Shawn R. Satterfield (born c. 1969) is a United States Army major general who serves as the Deputy Commander for Mobilization and Reserve Affairs, Vice Director of Strategy and Policy (VJ5), and Provisional Director of Force Development and Design (J7(P)) at Headquarters, United States Special Operations Command (USSOCOM) at MacDill AFB, Florida. He previously served as Commander of Special Operations Command North (SOCNORTH), Commander of the 20th Special Forces Group (20th SFG), and Commander of Special Operations Detachment – Central (SODCENT).

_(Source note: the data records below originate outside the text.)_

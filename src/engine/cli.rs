use anyhow::{bail, Context, Result};
use std::ffi::OsString;
use std::path::{Path, PathBuf};
use std::process::Command;

use super::{GraphEngine, IndexOptions, QueryParams};

/// Drives the `graphrag` command-line program as a child process.
#[derive(Debug, Clone)]
pub struct GraphRagCli {
    program: PathBuf,
}

impl GraphRagCli {
    pub fn new(program: impl Into<PathBuf>) -> Self {
        Self {
            program: program.into(),
        }
    }

    fn run(&self, args: Vec<OsString>) -> Result<String> {
        let subcommand = args
            .first()
            .map(|a| a.to_string_lossy().to_string())
            .unwrap_or_default();
        tracing::debug!("Running {} {:?}", self.program.display(), args);

        let output = Command::new(&self.program)
            .args(&args)
            .output()
            .with_context(|| format!("Failed to run {} {subcommand}", self.program.display()))?;

        if !output.status.success() {
            let stderr = String::from_utf8_lossy(&output.stderr);
            bail!(
                "{} {subcommand} exited with {}: {}",
                self.program.display(),
                output.status,
                stderr.trim()
            );
        }

        Ok(String::from_utf8_lossy(&output.stdout).trim().to_string())
    }
}

fn init_args(root: &Path) -> Vec<OsString> {
    vec![
        "init".into(),
        "--root".into(),
        root.as_os_str().to_owned(),
        "--force".into(),
    ]
}

fn index_args(root: &Path, options: &IndexOptions) -> Vec<OsString> {
    let mut args: Vec<OsString> = vec![
        "index".into(),
        "--root".into(),
        root.as_os_str().to_owned(),
        "--method".into(),
        options.method.as_str().into(),
    ];
    if options.verbose {
        args.push("--verbose".into());
    }
    if options.memory_profile {
        args.push("--memprofile".into());
    }
    if options.dry_run {
        args.push("--dry-run".into());
    }
    if let Some(dir) = &options.output_dir {
        args.push("--output".into());
        args.push(dir.as_os_str().to_owned());
    }
    args
}

fn query_args(root: &Path, params: &QueryParams) -> Vec<OsString> {
    let mut args: Vec<OsString> = vec![
        "query".into(),
        "--root".into(),
        root.as_os_str().to_owned(),
        "--method".into(),
        params.method.as_str().into(),
        "--community-level".into(),
        params.community_level.to_string().into(),
        "--response-type".into(),
        params.response_type.clone().into(),
    ];
    if params.streaming {
        args.push("--streaming".into());
    }
    args.push("--query".into());
    args.push(params.query.clone().into());
    args
}

impl GraphEngine for GraphRagCli {
    fn initialize(&self, root: &Path) -> Result<()> {
        self.run(init_args(root))?;
        Ok(())
    }

    fn index(&self, root: &Path, options: &IndexOptions) -> Result<()> {
        let stdout = self.run(index_args(root, options))?;
        if options.verbose && !stdout.is_empty() {
            tracing::info!("graphrag index output for {}:\n{stdout}", root.display());
        }
        Ok(())
    }

    fn query(&self, root: &Path, params: &QueryParams) -> Result<String> {
        self.run(query_args(root, params))
    }
}
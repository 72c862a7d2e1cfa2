use axum::http::StatusCode;
use axum::response::{IntoResponse, Response};
use axum::Json;

use crate::models::UploadResults;

/// Failures surfaced by workspace operations.
#[derive(Debug, thiserror::Error)]
pub enum WorkspaceError {
    #[error("Project not found.")]
    NotFound,
    /// The project exists but has no output directory yet.
    #[error("Project has not been indexed yet.")]
    NotIndexed,
    #[error("{0}")]
    BadRequest(String),
    #[error("No files could be uploaded.")]
    UploadRejected(UploadResults),
    #[error("{0}")]
    Internal(String),
}

impl WorkspaceError {
    /// Wrap a lower-level error with an operation prefix, keeping the full cause chain.
    pub fn internal(prefix: &str, err: anyhow::Error) -> Self {
        WorkspaceError::Internal(format!("{prefix}: {err:#}"))
    }

    pub fn status(&self) -> StatusCode {
        match self {
            WorkspaceError::NotFound => StatusCode::NOT_FOUND,
            WorkspaceError::NotIndexed
            | WorkspaceError::BadRequest(_)
            | WorkspaceError::UploadRejected(_) => StatusCode::BAD_REQUEST,
            WorkspaceError::Internal(_) => StatusCode::INTERNAL_SERVER_ERROR,
        }
    }
}

impl IntoResponse for WorkspaceError {
    fn into_response(self) -> Response {
        let status = self.status();
        let detail = match self {
            WorkspaceError::UploadRejected(results) => serde_json::json!({
                "message": "No files could be uploaded.",
                "results": results,
            }),
            other => serde_json::Value::String(other.to_string()),
        };
        (status, Json(serde_json::json!({ "detail": detail }))).into_response()
    }
}

impl From<tokio::task::JoinError> for WorkspaceError {
    fn from(err: tokio::task::JoinError) -> Self {
        WorkspaceError::Internal(format!("Worker task failed: {err}"))
    }
}
use axum::extract::multipart::MultipartRejection;
use axum::extract::{Multipart, Path, State};
use axum::Json;

use crate::error::WorkspaceError;
use crate::models::{IncomingFile, UploadResponse};
use crate::state::AppState;

/// POST /upload_txt/{project_id} - Add multipart files to a project's input directory
///
/// Parts without a filename are skipped. A part whose body cannot be read is
/// reported as a failed file rather than failing the batch.
pub async fn upload_txt_files(
    State(state): State<AppState>,
    Path(project_id): Path<String>,
    multipart: Result<Multipart, MultipartRejection>,
) -> Result<Json<UploadResponse>, WorkspaceError> {
    state.workspace.find(&project_id)?;

    let mut multipart =
        multipart.map_err(|e| WorkspaceError::BadRequest(e.body_text()))?;
    let mut files = Vec::new();

    loop {
        let field = match multipart.next_field().await {
            Ok(Some(field)) => field,
            Ok(None) => break,
            Err(e) => {
                // The stream cannot be resumed after a framing error
                if files.is_empty() {
                    return Err(WorkspaceError::BadRequest(e.body_text()));
                }
                tracing::warn!("Stopped reading upload for {project_id}: {e}");
                break;
            }
        };
        let Some(filename) = field.file_name().map(str::to_string) else {
            continue;
        };
        let contents = field
            .bytes()
            .await
            .map(|b| b.to_vec())
            .map_err(|e| e.body_text());
        files.push(IncomingFile { filename, contents });
    }

    let total = files.len();
    let results = state.workspace.upload(&project_id, files)?;

    Ok(Json(UploadResponse {
        message: format!(
            "Processed {total} files. {} successful, {} failed.",
            results.successful.len(),
            results.failed.len()
        ),
        project_id,
        results,
    }))
}
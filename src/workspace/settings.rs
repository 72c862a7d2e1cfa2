use anyhow::{bail, Context, Result};
use serde_yaml::{Mapping, Value};
use std::path::{Path, PathBuf};

/// Provider fields written into the chat model block for Azure projects.
#[derive(Debug, Clone, PartialEq, Eq)]
pub struct AzureChatModel {
    pub api_base: String,
    pub api_version: String,
    pub deployment_name: String,
}

/// The toolkit's generated `settings.yaml`, edited structurally.
#[derive(Debug, Clone)]
pub struct ProjectSettings {
    path: PathBuf,
    doc: Value,
}

impl ProjectSettings {
    pub fn load(path: &Path) -> Result<Self> {
        let data = std::fs::read_to_string(path)
            .with_context(|| format!("Failed to read {}", path.display()))?;
        let doc: Value = serde_yaml::from_str(&data)
            .with_context(|| format!("Failed to parse {}", path.display()))?;
        if !doc.is_mapping() {
            bail!("{} is not a YAML mapping", path.display());
        }
        Ok(Self {
            path: path.to_path_buf(),
            doc,
        })
    }

    #[cfg(test)]
    fn value(&self) -> &Value {
        &self.doc
    }

    /// Point every chat model block at Azure OpenAI, keeping unrelated keys.
    ///
    /// Handles both `models.default_chat_model` and the older top-level `llm`.
    pub fn apply_azure(&mut self, azure: &AzureChatModel) -> Result<()> {
        let mut patched = 0;

        if let Some(block) = self
            .doc
            .get_mut("models")
            .and_then(|m| m.get_mut("default_chat_model"))
            .and_then(Value::as_mapping_mut)
        {
            patch_chat_block(block, azure);
            patched += 1;
        }
        if let Some(block) = self.doc.get_mut("llm").and_then(Value::as_mapping_mut) {
            patch_chat_block(block, azure);
            patched += 1;
        }

        if patched == 0 {
            bail!(
                "No chat model block found in {} (expected models.default_chat_model or llm)",
                self.path.display()
            );
        }
        Ok(())
    }

    pub fn save(&self) -> Result<()> {
        let data = serde_yaml::to_string(&self.doc).context("Failed to serialize settings")?;
        std::fs::write(&self.path, data)
            .with_context(|| format!("Failed to write {}", self.path.display()))
    }
}

fn patch_chat_block(block: &mut Mapping, azure: &AzureChatModel) {
    block.insert("type".into(), "azure_openai_chat".into());
    block.insert("api_base".into(), azure.api_base.clone().into());
    block.insert("api_version".into(), azure.api_version.clone().into());
    block.insert("deployment_name".into(), azure.deployment_name.clone().into());
}

/// Write the project's `.env` holding the toolkit API key.
pub fn write_env_file(path: &Path, api_key: &str) -> Result<()> {
    std::fs::write(path, format!("GRAPHRAG_API_KEY={api_key}\n"))
        .with_context(|| format!("Failed to write {}", path.display()))
}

Satterfield enlisted in the Missouri Army National Guard at the age of 17, graduating from Army Basic Combat Training before his senior year of high school. Subsequently, he would attend and graduate from Army military police training after high school.

In 1991, Satterfield obtained a commission as an Infantry Officer from the Missouri Army National Guard Officer Leadership Program via officer candidate school at Southern Missouri State University and graduated with a degree in criminal justice. In 1993, he graduated from the U.S. Army Special Forces Qualification Course, learning Egyptian Arabic and served with the 20th Special Forces Group. Simultaneously, he also served as a Highway Patrol officer in Crawford County, Missouri.

Satterfield deployed twice to Afghanistan, once to Colombia, once to Kosovo, and once to Iraq.